3
votes

I am working with someone who is trying to achieve a load-balancing behavior using JMS Queues with IBM Websphere MQ. As such, they have multiple Camel JMS consumers configured to read from the same Queue. Despite that this behavior is undefined according to the JMS spec (last time I looked anyway), they expect a sort of round-robin / load-balancing behavior. And, while the spec leaves this undefined, I'm led to believe that the normal behavior of Websphere MQ is to deliver the message to only one of the consumers, and that it may do some type of load-balancing. See here, for example: When multi MessageConsumer connect to same queue(Websphere MQ),how to load balance message-consumer?

But in this particular case, it appears that both consumers are receiving the same message.

Can anyone who is more of an expert with Websphere MQ shed any light on this? Is there any situation where this behavior is expected? Is there any configuration change that can alleviate this?

I'm leaning towards telling everyone here to use the native Websphere MQ clustering facility and go away from having multiple consumers pointing at the same Queue, but that will be a big change for them, so I'd love to discover a way to make this work.

Not that I'm a fan of relying on anything that's undefined, but if they're willing to rely on IBM specific behavior, I'll leave that up to them.

1

1 Answers

3
votes

The only way for them to both receive the same messages are:

  1. There are multiple copies of the message.
  2. The apps are browsing the message without a lock, then circling back to delete it.
  3. The apps are backing out a transaction and making the message available again.
  4. The connection is severed before the app acknowledges the message.

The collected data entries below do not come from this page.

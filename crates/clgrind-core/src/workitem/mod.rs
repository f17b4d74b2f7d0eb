//! Work-item interpreter
//!
//! A [`WorkItem`] executes one instruction per [`WorkItem::step`]. Values live
//! in a per-frame store indexed by [`ValueId`]; calls to module functions push
//! a new frame, calls to anything else go through the builtin table.
//!
//! Phi nodes at the head of a block are evaluated against the predecessor
//! block and committed together before the first non-phi instruction, so a
//! phi never observes another phi of the same block.

mod builtins;
mod ops;

#[cfg(test)]
mod ops_test;

use crate::diagnostic::{Diagnostic, DiagnosticKind, EntityCoords};
use crate::error::{Result, SimError};
use crate::invocation::KernelInvocation;
use crate::ir::{
    AddressSpace, BlockId, DebugLoc, Function, FunctionId, Instruction, InstructionRef, Module, Opcode, Operand, Type,
    ValueId,
};
use crate::kernel::ArgValue;
use crate::launch::Size3;
use crate::memory::{AtomicOp, MemFlags, Memory};
use crate::plugin::{Allocation, Entity};
use crate::value::TypedValue;
use crate::workgroup::{FenceFlags, GroupLocal, GroupSync};


/// Deepest call chain a work-item may build.
pub const MAX_CALL_DEPTH: usize = 256;

#[derive(Debug, Clone, Copy, PartialEq, Eq, Hash)]
pub enum WorkItemState {
    Ready,
    /// Waiting at a barrier or a collective wait
    Barrier,
    Finished,
}

/// What the surrounding group provides to a stepping work-item.
pub struct ExecEnv<'a> {
    pub invocation: &'a KernelInvocation<'a>,
    pub local: &'a GroupLocal,
}

/// Effect of one executed instruction on the work-item's control state.
#[derive(Debug)]
pub(crate) enum Control {
    /// Fall through, optionally defining the instruction's result
    Value(Option<TypedValue>),
    /// Phi result, committed when the phi group ends
    Phi(TypedValue),
    Jump(BlockId),
    Call { function: FunctionId, args: Vec<TypedValue> },
    Return(Option<TypedValue>),
    Barrier(FenceFlags),
}

#[derive(Debug)]
struct Frame {
    function: FunctionId,
    block: BlockId,
    index: u32,
    previous_block: Option<BlockId>,
    values: Vec<Option<TypedValue>>,
    /// Call instruction in the caller that created this frame
    call_site: Option<InstructionRef>,
    /// Caller value receiving the return value
    result: Option<ValueId>,
    /// Private buffers released when the frame returns
    allocations: Vec<u64>,
}

impl Frame {
    fn new(function: FunctionId, num_values: usize, call_site: Option<InstructionRef>, result: Option<ValueId>) -> Self {
        Self {
            function,
            block: BlockId(0),
            index: 0,
            previous_block: None,
            values: vec![None; num_values],
            call_site,
            result,
            allocations: Vec::new(),
        }
    }

    fn set(&mut self, id: ValueId, value: TypedValue) -> Result<()> {
        let slot = self
            .values
            .get_mut(id.index())
            .ok_or_else(|| SimError::malformed(format!("value {id} outside the function's value store")))?;
        *slot = Some(value);
        Ok(())
    }

    fn cursor(&self) -> InstructionRef {
        InstructionRef::new(self.function, self.block, self.index)
    }
}

pub struct WorkItem {
    global_id: Size3,
    local_id: Size3,
    group_id: Size3,
    group_size: Size3,
    global_index: usize,
    local_index: usize,
    group_index: usize,
    worker: usize,
    state: WorkItemState,
    private_memory: Memory,
    frames: Vec<Frame>,
    phi_temps: Vec<(ValueId, TypedValue)>,
    pending_events: Vec<u64>,
    instruction_count: u64,
    last_instruction: Option<InstructionRef>,
}
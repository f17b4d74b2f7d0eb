//! Timing guards and structured records for simulator performance events.
//!
//! ```rust
//! use clgrind_tracing::performance::{record_work_group, PerformanceSpan};
//!
//! let span = PerformanceSpan::new("work_group", Some(100));
//! drop(span);
//! record_work_group(0, 64, 1_024, 150);
//! ```

use std::time::Instant;
use tracing::Level;

/// RAII guard that logs its lifetime on drop, subject to a threshold.
pub struct PerformanceSpan {
    name: String,
    threshold_us: Option<u64>,
    start_time: Instant,
    span: tracing::Span,
}

impl PerformanceSpan {
    /// Start a debug-level span. `threshold_us = None` always logs.
    pub fn new(name: impl Into<String>, threshold_us: Option<u64>) -> Self {
        Self::with_level(Level::DEBUG, name, threshold_us)
    }

    /// Start a span at an explicit level.
    pub fn with_level(level: Level, name: impl Into<String>, threshold_us: Option<u64>) -> Self {
        let name = name.into();
        let span = match level {
            Level::TRACE => tracing::trace_span!("perf", name = %name),
            Level::DEBUG => tracing::debug_span!("perf", name = %name),
            Level::INFO => tracing::info_span!("perf", name = %name),
            Level::WARN => tracing::warn_span!("perf", name = %name),
            Level::ERROR => tracing::error_span!("perf", name = %name),
        };

        Self {
            name,
            threshold_us,
            start_time: Instant::now(),
            span,
        }
    }

    pub fn name(&self) -> &str {
        &self.name
    }

    pub fn threshold_us(&self) -> Option<u64> {
        self.threshold_us
    }

    /// Microseconds since the span started.
    pub fn elapsed_us(&self) -> u64 {
        self.start_time.elapsed().as_micros() as u64
    }

    /// Enter the underlying tracing span.
    pub fn enter(&self) -> tracing::span::Entered<'_> {
        self.span.enter()
    }
}

impl Drop for PerformanceSpan {
    fn drop(&mut self) {
        let elapsed_us = self.elapsed_us();
        if self.threshold_us.is_none_or(|t| elapsed_us >= t) {
            let _entered = self.span.enter();
            tracing::debug!(
                duration_us = elapsed_us,
                duration_ms = elapsed_us as f64 / 1000.0,
                "performance_span_complete"
            );
        }
    }
}

fn per_second(count: u64, duration_us: u64) -> f64 {
    if duration_us == 0 {
        0.0
    } else {
        count as f64 * 1_000_000.0 / duration_us as f64
    }
}

/// Record a finished kernel invocation.
pub fn record_kernel_invocation(kernel: &str, groups: u64, work_items: u64, workers: usize, duration_us: u64) {
    tracing::debug!(
        event = "kernel_invocation",
        kernel = kernel,
        groups = groups,
        work_items = work_items,
        workers = workers,
        duration_us = duration_us,
        work_items_per_sec = per_second(work_items, duration_us),
        "kernel_invocation_complete"
    );
}

/// Record a finished work-group.
pub fn record_work_group(group_index: usize, work_items: usize, instructions: u64, duration_us: u64) {
    tracing::trace!(
        event = "work_group",
        group_index = group_index,
        work_items = work_items,
        instructions = instructions,
        duration_us = duration_us,
        instructions_per_sec = per_second(instructions, duration_us),
        "work_group_complete"
    );
}

/// Record a buffer allocation in one of the simulated address spaces.
pub fn record_allocation(space: &str, size_bytes: u64, buffer: u64) {
    tracing::trace!(
        event = "allocation",
        space = space,
        size_bytes = size_bytes,
        buffer = buffer,
        "memory_allocation"
    );
}

/// Record that a diagnostic reached the bus sink.
pub fn record_diagnostic(kind: &str, suppressed: bool) {
    tracing::debug!(event = "diagnostic", kind = kind, suppressed = suppressed, "diagnostic_logged");
}

#[cfg(test)]
mod tests {
    use super::*;
    use std::thread;
    use std::time::Duration;

    #[test]
    fn span_remembers_name_and_threshold() {
        let span = PerformanceSpan::new("group", Some(1000));
        assert_eq!(span.name(), "group");
        assert_eq!(span.threshold_us(), Some(1000));
    }

    #[test]
    fn span_measures_elapsed_time() {
        let span = PerformanceSpan::with_level(Level::INFO, "sleep", None);
        thread::sleep(Duration::from_millis(5));
        assert!(span.elapsed_us() >= 5_000);
    }

    #[test]
    fn throughput_handles_zero_duration() {
        assert_eq!(per_second(100, 0), 0.0);
        assert!((per_second(1_000, 1_000) - 1_000_000.0).abs() < 1e-6);
    }

    #[test]
    fn records_do_not_panic() {
        record_kernel_invocation("vecadd", 4, 64, 2, 120);
        record_work_group(1, 16, 512, 40);
        record_allocation("global", 4096, 3);
        record_diagnostic("data-race", false);
    }
}
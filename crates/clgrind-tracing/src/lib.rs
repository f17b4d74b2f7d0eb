//! Tracing setup shared by every clgrind crate, test and embedding tool.
//!
//! Simulator runs are noisy: thousands of work-items each emit memory and
//! instruction events. This crate keeps subscriber construction in one place
//! so that the core engine, the analysis plugins and the test suites agree on
//! filtering, output format and which fields get redacted (kernel argument
//! payloads can carry user data).

pub mod performance;

#[macro_use]
pub mod macros;

use std::collections::HashSet;
use std::env;
use std::error::Error;
use std::fmt;
use std::sync::Arc;
pub use tracing::{debug, error, info, trace, warn};

use serde_json::{Map as JsonMap, Number as JsonNumber, Value as JsonValue};
use tracing::field::{Field, Visit};
use tracing::Subscriber;
use tracing_subscriber::field::RecordFields;
use tracing_subscriber::fmt::format::{FmtSpan, Writer};
use tracing_subscriber::fmt::FormatFields;
use tracing_subscriber::layer::{Layer, SubscriberExt};
use tracing_subscriber::util::SubscriberInitExt;
use tracing_subscriber::{fmt as tracing_fmt, EnvFilter, Registry};

/// Environment variable selecting the preset (`local`, `ci`, `profiling`).
pub const ENV_PROFILE: &str = "CLGRIND_TRACING_PROFILE";
/// Environment variable overriding the filter directives.
pub const ENV_DIRECTIVES: &str = "CLGRIND_TRACING_DIRECTIVES";
/// Environment variable selecting `pretty`, `compact` or `json` output.
pub const ENV_FORMAT: &str = "CLGRIND_TRACING_FORMAT";
/// Comma-separated field names to redact.
pub const ENV_REDACT_FIELDS: &str = "CLGRIND_TRACING_REDACT_FIELDS";
/// Replacement text for redacted values.
pub const ENV_REDACT_TOKEN: &str = "CLGRIND_TRACING_REDACT_TOKEN";
/// Enables or disables performance spans.
pub const ENV_PERF_TRACING: &str = "CLGRIND_PERF_TRACING";
/// Minimum span duration (microseconds) worth logging.
pub const ENV_PERF_THRESHOLD_US: &str = "CLGRIND_PERF_THRESHOLD_US";
/// Filter directives for performance spans.
pub const ENV_PERF_DIRECTIVES: &str = "CLGRIND_PERF_DIRECTIVES";

/// How the shared subscriber should filter and format events.
#[derive(Clone, Debug)]
pub struct TracingConfig {
    /// Explicit filter directives (e.g. `clgrind_core=debug,info`). When
    /// absent, `RUST_LOG` is consulted and then [`Self::default_directive`].
    pub directives: Option<String>,
    /// Directive used when nothing else resolves to a valid filter.
    pub default_directive: String,
    /// Show event targets (module paths).
    pub include_targets: bool,
    /// ANSI colour codes in text output.
    pub ansi: bool,
    /// Span lifecycle events to emit.
    pub span_events: FmtSpan,
    /// Formatter flavour.
    pub output: TracingOutput,
    /// Field names whose values are replaced before formatting.
    pub redacted_fields: Vec<String>,
    /// Replacement text for redacted values.
    pub redaction_text: String,
    /// When false, [`performance::PerformanceSpan`] guards skip logging.
    pub enable_performance_tracing: bool,
    /// Spans shorter than this (microseconds) are not logged.
    pub performance_threshold_us: Option<u64>,
    /// Separate directives for the performance target.
    pub performance_directives: Option<String>,
}

impl Default for TracingConfig {
    fn default() -> Self {
        Self::for_local()
    }
}

impl TracingConfig {
    /// Human-oriented output for a developer terminal.
    pub fn for_local() -> Self {
        Self {
            directives: None,
            default_directive: "info".to_string(),
            include_targets: true,
            ansi: true,
            span_events: FmtSpan::NONE,
            output: TracingOutput::Pretty,
            redacted_fields: Vec::new(),
            redaction_text: "***REDACTED***".to_string(),
            enable_performance_tracing: cfg!(debug_assertions),
            performance_threshold_us: None,
            performance_directives: None,
        }
    }

    /// Machine-readable JSON without colour, for CI log collection.
    pub fn for_ci() -> Self {
        Self {
            ansi: false,
            output: TracingOutput::Json,
            enable_performance_tracing: false,
            ..Self::for_local()
        }
    }

    /// JSON output with span timing for profiling the simulator itself.
    ///
    /// Turns on debug level for the engine and plugin crates and records
    /// span enter/exit/close so per-work-group timings can be reconstructed.
    pub fn for_profiling() -> Self {
        Self {
            directives: Some("clgrind_core=debug,clgrind_plugins=debug".to_string()),
            ansi: false,
            span_events: FmtSpan::ENTER | FmtSpan::EXIT | FmtSpan::CLOSE,
            output: TracingOutput::Json,
            enable_performance_tracing: true,
            performance_directives: Some("clgrind_core=trace".to_string()),
            ..Self::for_local()
        }
    }

    /// Build a configuration from `CLGRIND_*` environment variables.
    ///
    /// The preset is chosen by [`ENV_PROFILE`]; individual variables then
    /// override fields of that preset.
    pub fn from_env() -> Self {
        let profile = env::var(ENV_PROFILE)
            .unwrap_or_else(|_| "local".to_string())
            .to_ascii_lowercase();

        let mut config = match profile.as_str() {
            "ci" => Self::for_ci(),
            "profiling" | "performance" => Self::for_profiling(),
            _ => Self::for_local(),
        };

        if let Some(directives) = non_empty_var(ENV_DIRECTIVES) {
            config.directives = Some(directives);
        }

        if let Some(parsed) = env::var(ENV_FORMAT).ok().and_then(|v| TracingOutput::from_env_value(&v)) {
            config.output = parsed;
            if config.output == TracingOutput::Json {
                config.ansi = false;
            }
        }

        if let Ok(redacted) = env::var(ENV_REDACT_FIELDS) {
            let fields: Vec<String> = redacted
                .split(',')
                .map(str::trim)
                .filter(|field| !field.is_empty())
                .map(str::to_string)
                .collect();
            if !fields.is_empty() {
                config.redacted_fields = fields;
            }
        }

        if let Some(token) = non_empty_var(ENV_REDACT_TOKEN) {
            config.redaction_text = token;
        }

        if let Ok(flag) = env::var(ENV_PERF_TRACING) {
            config.enable_performance_tracing = parse_flag(&flag);
        }

        if let Some(threshold_us) = env::var(ENV_PERF_THRESHOLD_US).ok().and_then(|v| v.parse::<u64>().ok()) {
            config.performance_threshold_us = Some(threshold_us);
        }

        if let Some(directives) = non_empty_var(ENV_PERF_DIRECTIVES) {
            config.performance_directives = Some(directives);
        }

        config
    }

    fn resolve_filter(&self) -> Result<EnvFilter, TracingSetupError> {
        match &self.directives {
            Some(directives) => {
                EnvFilter::try_new(directives).map_err(|err| TracingSetupError::InvalidFilter(err.to_string()))
            }
            None => Ok(EnvFilter::try_from_default_env().unwrap_or_else(|_| EnvFilter::new(&self.default_directive))),
        }
    }
}

fn non_empty_var(key: &str) -> Option<String> {
    env::var(key).ok().filter(|value| !value.trim().is_empty())
}

/// Interpret `1`, `true`, `yes` and `on` (any case) as enabled.
pub fn parse_flag(value: &str) -> bool {
    matches!(value.trim().to_ascii_lowercase().as_str(), "1" | "true" | "yes" | "on")
}

/// Errors raised while installing the shared subscriber.
#[derive(Debug, thiserror::Error)]
pub enum TracingSetupError {
    /// The directive string could not be parsed.
    #[error("invalid tracing directive: {0}")]
    InvalidFilter(String),
    /// A global subscriber is already installed.
    #[error("failed to install global tracing subscriber: {0}")]
    SubscriberInit(#[source] tracing_subscriber::util::TryInitError),
}

/// Build a subscriber for `config` without installing it.
pub fn build_subscriber(config: &TracingConfig) -> Result<impl Subscriber + Send + Sync, TracingSetupError> {
    let (filter, fmt_layer) = subscriber_layers(config)?;
    Ok(Registry::default().with(fmt_layer).with(filter))
}

/// Filter and formatter layers for callers composing their own registry.
pub fn subscriber_layers(
    config: &TracingConfig,
) -> Result<(EnvFilter, Box<dyn Layer<Registry> + Send + Sync>), TracingSetupError> {
    let filter = config.resolve_filter()?;
    let redaction = (!config.redacted_fields.is_empty()).then(|| Redaction {
        fields: Arc::new(config.redacted_fields.iter().cloned().collect()),
        replacement: Arc::new(config.redaction_text.clone()),
    });

    let base = tracing_fmt::layer()
        .with_target(config.include_targets)
        .with_span_events(config.span_events.clone());

    let layer: Box<dyn Layer<Registry> + Send + Sync> = match (&config.output, redaction) {
        (TracingOutput::Compact, None) => Box::new(base.with_ansi(config.ansi)),
        (TracingOutput::Compact, Some(r)) => Box::new(base.with_ansi(config.ansi).fmt_fields(r.text())),
        (TracingOutput::Pretty, None) => Box::new(base.pretty().with_ansi(config.ansi)),
        (TracingOutput::Pretty, Some(r)) => Box::new(base.pretty().with_ansi(config.ansi).fmt_fields(r.text())),
        (TracingOutput::Json, None) => Box::new(base.json().with_ansi(false)),
        (TracingOutput::Json, Some(r)) => Box::new(base.json().with_ansi(false).fmt_fields(r.json())),
    };

    Ok((filter, layer))
}

/// Install the configured subscriber as the process-wide default.
pub fn init_global_tracing(config: &TracingConfig) -> Result<(), TracingSetupError> {
    build_subscriber(config)?
        .try_init()
        .map_err(TracingSetupError::SubscriberInit)
}

/// Install a subscriber from [`TracingConfig::from_env`], ignoring the error
/// raised when one is already present. Intended for tests and examples.
pub fn init_from_env() {
    let _ = init_global_tracing(&TracingConfig::from_env());
}

/// Output format choices for the formatter layer.
#[derive(Clone, Debug, PartialEq, Eq)]
pub enum TracingOutput {
    Compact,
    Pretty,
    Json,
}

impl TracingOutput {
    fn from_env_value(value: &str) -> Option<Self> {
        match value.trim().to_ascii_lowercase().as_str() {
            "compact" => Some(Self::Compact),
            "pretty" => Some(Self::Pretty),
            "json" => Some(Self::Json),
            _ => None,
        }
    }
}

// ================================================================================================
// Field redaction
// ================================================================================================

#[derive(Clone)]
struct Redaction {
    fields: Arc<HashSet<String>>,
    replacement: Arc<String>,
}

impl Redaction {
    fn text(self) -> RedactingFields {
        RedactingFields {
            redaction: self,
            style: FieldStyle::Text,
        }
    }

    fn json(self) -> RedactingFields {
        RedactingFields {
            redaction: self,
            style: FieldStyle::Json,
        }
    }
}

#[derive(Clone, Copy, PartialEq, Eq)]
enum FieldStyle {
    Text,
    Json,
}

/// Field formatter that swaps configured values for the replacement token.
#[derive(Clone)]
struct RedactingFields {
    redaction: Redaction,
    style: FieldStyle,
}

impl<'writer> FormatFields<'writer> for RedactingFields {
    fn format_fields<R>(&self, mut writer: Writer<'writer>, fields: R) -> fmt::Result
    where
        R: RecordFields,
    {
        let mut collector = FieldCollector {
            entries: Vec::new(),
            redaction: &self.redaction,
        };
        fields.record(&mut collector);

        match self.style {
            FieldStyle::Text => {
                for (index, (key, value)) in collector.entries.into_iter().enumerate() {
                    if index > 0 {
                        writer.write_char(' ')?;
                    }
                    let rendered = match value {
                        JsonValue::String(s) => format!("{s:?}"),
                        other => other.to_string(),
                    };
                    write!(writer, "{key}={rendered}")?;
                }
                Ok(())
            }
            FieldStyle::Json => {
                let object: JsonMap<String, JsonValue> = collector.entries.into_iter().collect();
                let serialized = serde_json::to_string(&JsonValue::Object(object)).map_err(|_| fmt::Error)?;
                writer.write_str(&serialized)
            }
        }
    }
}

struct FieldCollector<'a> {
    entries: Vec<(String, JsonValue)>,
    redaction: &'a Redaction,
}

impl FieldCollector<'_> {
    fn push(&mut self, field: &Field, value: JsonValue) {
        let value = if self.redaction.fields.contains(field.name()) {
            JsonValue::String(self.redaction.replacement.to_string())
        } else {
            value
        };
        self.entries.push((field.name().to_string(), value));
    }
}

impl Visit for FieldCollector<'_> {
    fn record_debug(&mut self, field: &Field, value: &dyn fmt::Debug) {
        self.push(field, JsonValue::String(format!("{value:?}")));
    }

    fn record_i64(&mut self, field: &Field, value: i64) {
        self.push(field, JsonValue::Number(value.into()));
    }

    fn record_u64(&mut self, field: &Field, value: u64) {
        self.push(field, JsonValue::Number(value.into()));
    }

    fn record_i128(&mut self, field: &Field, value: i128) {
        self.push(field, JsonValue::String(value.to_string()));
    }

    fn record_u128(&mut self, field: &Field, value: u128) {
        self.push(field, JsonValue::String(value.to_string()));
    }

    fn record_bool(&mut self, field: &Field, value: bool) {
        self.push(field, JsonValue::Bool(value));
    }

    fn record_f64(&mut self, field: &Field, value: f64) {
        let json = JsonNumber::from_f64(value)
            .map(JsonValue::Number)
            .unwrap_or_else(|| JsonValue::String(value.to_string()));
        self.push(field, json);
    }

    fn record_str(&mut self, field: &Field, value: &str) {
        self.push(field, JsonValue::String(value.to_string()));
    }

    fn record_error(&mut self, field: &Field, value: &(dyn Error + 'static)) {
        self.push(field, JsonValue::String(value.to_string()));
    }
}
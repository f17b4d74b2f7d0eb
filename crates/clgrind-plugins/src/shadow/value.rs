//! Poison bytes shadowing SSA values.

use clgrind_core::TypedValue;
use smallvec::SmallVec;
use std::fmt;

/// Shadow byte of a defined byte.
pub const DEFINED: u8 = 0x00;
/// Shadow byte of an uninitialized byte.
pub const POISONED: u8 = 0xFF;

/// Poison state of a value, shaped like the [`TypedValue`] it shadows:
/// `num` lanes of `size` bytes.
#[derive(Clone, PartialEq, Eq, Hash, Default)]
pub struct ShadowValue {
    size: usize,
    num: usize,
    bytes: SmallVec<[u8; 16]>,
}

impl ShadowValue {
    fn filled(size: usize, num: usize, byte: u8) -> Self {
        Self {
            size,
            num,
            bytes: SmallVec::from_elem(byte, size * num),
        }
    }

    pub fn defined(size: usize, num: usize) -> Self {
        Self::filled(size, num, DEFINED)
    }

    pub fn poisoned(size: usize, num: usize) -> Self {
        Self::filled(size, num, POISONED)
    }

    /// All-defined or all-poisoned value of the given shape.
    pub fn uniform(size: usize, num: usize, poisoned: bool) -> Self {
        Self::filled(size, num, if poisoned { POISONED } else { DEFINED })
    }

    /// Defined shadow shaped like `value`.
    pub fn for_value(value: &TypedValue) -> Self {
        Self::defined(value.size(), value.num())
    }

    /// Shadow from raw shadow bytes; missing bytes are defined.
    pub fn from_bytes(size: usize, num: usize, bytes: &[u8]) -> Self {
        let mut shadow = Self::defined(size, num);
        let n = shadow.bytes.len().min(bytes.len());
        shadow.bytes[..n].copy_from_slice(&bytes[..n]);
        shadow
    }

    pub fn size(&self) -> usize {
        self.size
    }

    pub fn num(&self) -> usize {
        self.num
    }

    pub fn byte_len(&self) -> usize {
        self.bytes.len()
    }

    pub fn bytes(&self) -> &[u8] {
        &self.bytes
    }

    /// Whether any byte is poisoned.
    pub fn is_poisoned(&self) -> bool {
        self.bytes.iter().any(|b| *b != DEFINED)
    }

    /// Offset of the first poisoned byte.
    pub fn first_poisoned(&self) -> Option<usize> {
        self.bytes.iter().position(|b| *b != DEFINED)
    }

    pub fn lane_poisoned(&self, lane: usize) -> bool {
        let start = lane * self.size;
        self.bytes
            .get(start..start + self.size)
            .is_some_and(|lane| lane.iter().any(|b| *b != DEFINED))
    }

    pub fn set_lane(&mut self, lane: usize, poisoned: bool) {
        let start = lane * self.size;
        if let Some(bytes) = self.bytes.get_mut(start..start + self.size) {
            bytes.fill(if poisoned { POISONED } else { DEFINED });
        }
    }

    /// Lane `lane` as a scalar shadow; out-of-range lanes are poisoned.
    pub fn lane(&self, lane: usize) -> ShadowValue {
        let start = lane * self.size;
        match self.bytes.get(start..start + self.size) {
            Some(bytes) => Self::from_bytes(self.size, 1, bytes),
            None => Self::poisoned(self.size, 1),
        }
    }

    /// Copy `value`'s bytes into lane `lane`.
    pub fn set_lane_from(&mut self, lane: usize, value: &ShadowValue) {
        let start = lane * self.size;
        if let Some(bytes) = self.bytes.get_mut(start..start + self.size) {
            let n = bytes.len().min(value.bytes.len());
            bytes[..n].copy_from_slice(&value.bytes[..n]);
        }
    }

    /// Bytes `offset..offset + len` as a single-element shadow.
    pub fn slice(&self, offset: usize, len: usize) -> ShadowValue {
        match self.bytes.get(offset..offset + len) {
            Some(bytes) => Self::from_bytes(len, 1, bytes),
            None => Self::uniform(len, 1, self.is_poisoned()),
        }
    }

    /// Overwrite bytes starting at `offset` with `value`'s bytes.
    pub fn splice(&mut self, offset: usize, value: &ShadowValue) {
        let end = (offset + value.bytes.len()).min(self.bytes.len());
        if offset < end {
            self.bytes[offset..end].copy_from_slice(&value.bytes[..end - offset]);
        }
    }

    /// Same bytes viewed as `num` lanes of `size`. A value of another byte
    /// length collapses to all-poisoned or all-defined.
    pub fn reshape(&self, size: usize, num: usize) -> ShadowValue {
        if size * num == self.bytes.len() {
            Self {
                size,
                num,
                bytes: self.bytes.clone(),
            }
        } else {
            Self::uniform(size, num, self.is_poisoned())
        }
    }

    /// Poison every lane of `self` that is poisoned in `other`. Values with a
    /// different lane count contribute as a whole.
    pub fn merge(&mut self, other: &ShadowValue) {
        if other.num == self.num {
            for lane in 0..self.num {
                if other.lane_poisoned(lane) {
                    self.set_lane(lane, true);
                }
            }
        } else if other.is_poisoned() {
            self.bytes.fill(POISONED);
        }
    }

    /// Lane-wise OR of `operands`, shaped as `num` lanes of `size`.
    pub fn combine<'a>(size: usize, num: usize, operands: impl IntoIterator<Item = &'a ShadowValue>) -> ShadowValue {
        let mut result = Self::defined(size, num);
        for operand in operands {
            result.merge(operand);
        }
        result
    }
}

impl fmt::Debug for ShadowValue {
    fn fmt(&self, f: &mut fmt::Formatter<'_>) -> fmt::Result {
        write!(f, "ShadowValue({}x{} ", self.num, self.size)?;
        for lane in 0..self.num {
            f.write_str(if self.lane_poisoned(lane) { "P" } else { "." })?;
        }
        f.write_str(")")
    }
}
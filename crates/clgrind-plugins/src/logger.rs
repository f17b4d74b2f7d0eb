//! Diagnostic logging through `tracing`.

use clgrind_core::{Capabilities, Diagnostic, Plugin, Severity};

/// Emits every surfaced diagnostic as a structured `tracing` event.
#[derive(Debug, Default)]
pub struct Logger;

impl Logger {
    pub fn new() -> Self {
        Self
    }
}

fn location(diagnostic: &Diagnostic) -> String {
    match (&diagnostic.debug_loc, &diagnostic.instruction) {
        (Some(loc), _) => loc.to_string(),
        (None, Some(at)) => at.to_string(),
        (None, None) => String::new(),
    }
}

impl Plugin for Logger {
    fn name(&self) -> &str {
        "logger"
    }

    fn capabilities(&self) -> Capabilities {
        Capabilities::LOG
    }

    fn log(&self, diagnostic: &Diagnostic) {
        let kind = diagnostic.kind.name();
        let kernel = diagnostic.kernel.as_deref().unwrap_or("");
        let entity = diagnostic.entity.map(|e| e.to_string()).unwrap_or_default();
        let location = location(diagnostic);
        match diagnostic.severity {
            Severity::Error => {
                tracing::error!(kind, kernel, entity = %entity, location = %location, "{}", diagnostic.message)
            }
            Severity::Warning => {
                tracing::warn!(kind, kernel, entity = %entity, location = %location, "{}", diagnostic.message)
            }
        }
    }
}

#[cfg(test)]
mod tests {
    use super::*;
    use clgrind_core::ir::{BlockId, FunctionId, InstructionRef};
    use clgrind_core::DiagnosticKind;

    #[test]
    fn test_location_prefers_debug_info() {
        let at = InstructionRef::new(FunctionId(0), BlockId(1), 2);
        let diagnostic = Diagnostic::error(DiagnosticKind::DataRace, "race").at(at, None);
        assert_eq!(location(&diagnostic), at.to_string());
        assert_eq!(location(&Diagnostic::warning(DiagnosticKind::DataRace, "race")), "");
    }

    #[test]
    fn test_log_does_not_panic_without_subscriber() {
        Logger::new().log(&Diagnostic::warning(DiagnosticKind::UninitializedValue, "poisoned"));
    }
}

Having multiple apps compete for messages in a queue is a recommended practice. If one app goes down the queue is still served. In a cluster this is crucial because the cluster will continue to direct messages to the un-served queue instance until it fills up.

If it's a Dev system, install SupportPac MA0W and tell it to trace just that one queue and you will be able to see exactly what is happening.

See the JMS spec in section 4.4. The provider must never deliver a second copy of an acknowledged message. Exception is made for session handling in 4.4.13 which I cover in #4 above. That's pretty unambiguous and part of the official spec so not an IBM-specific behavior.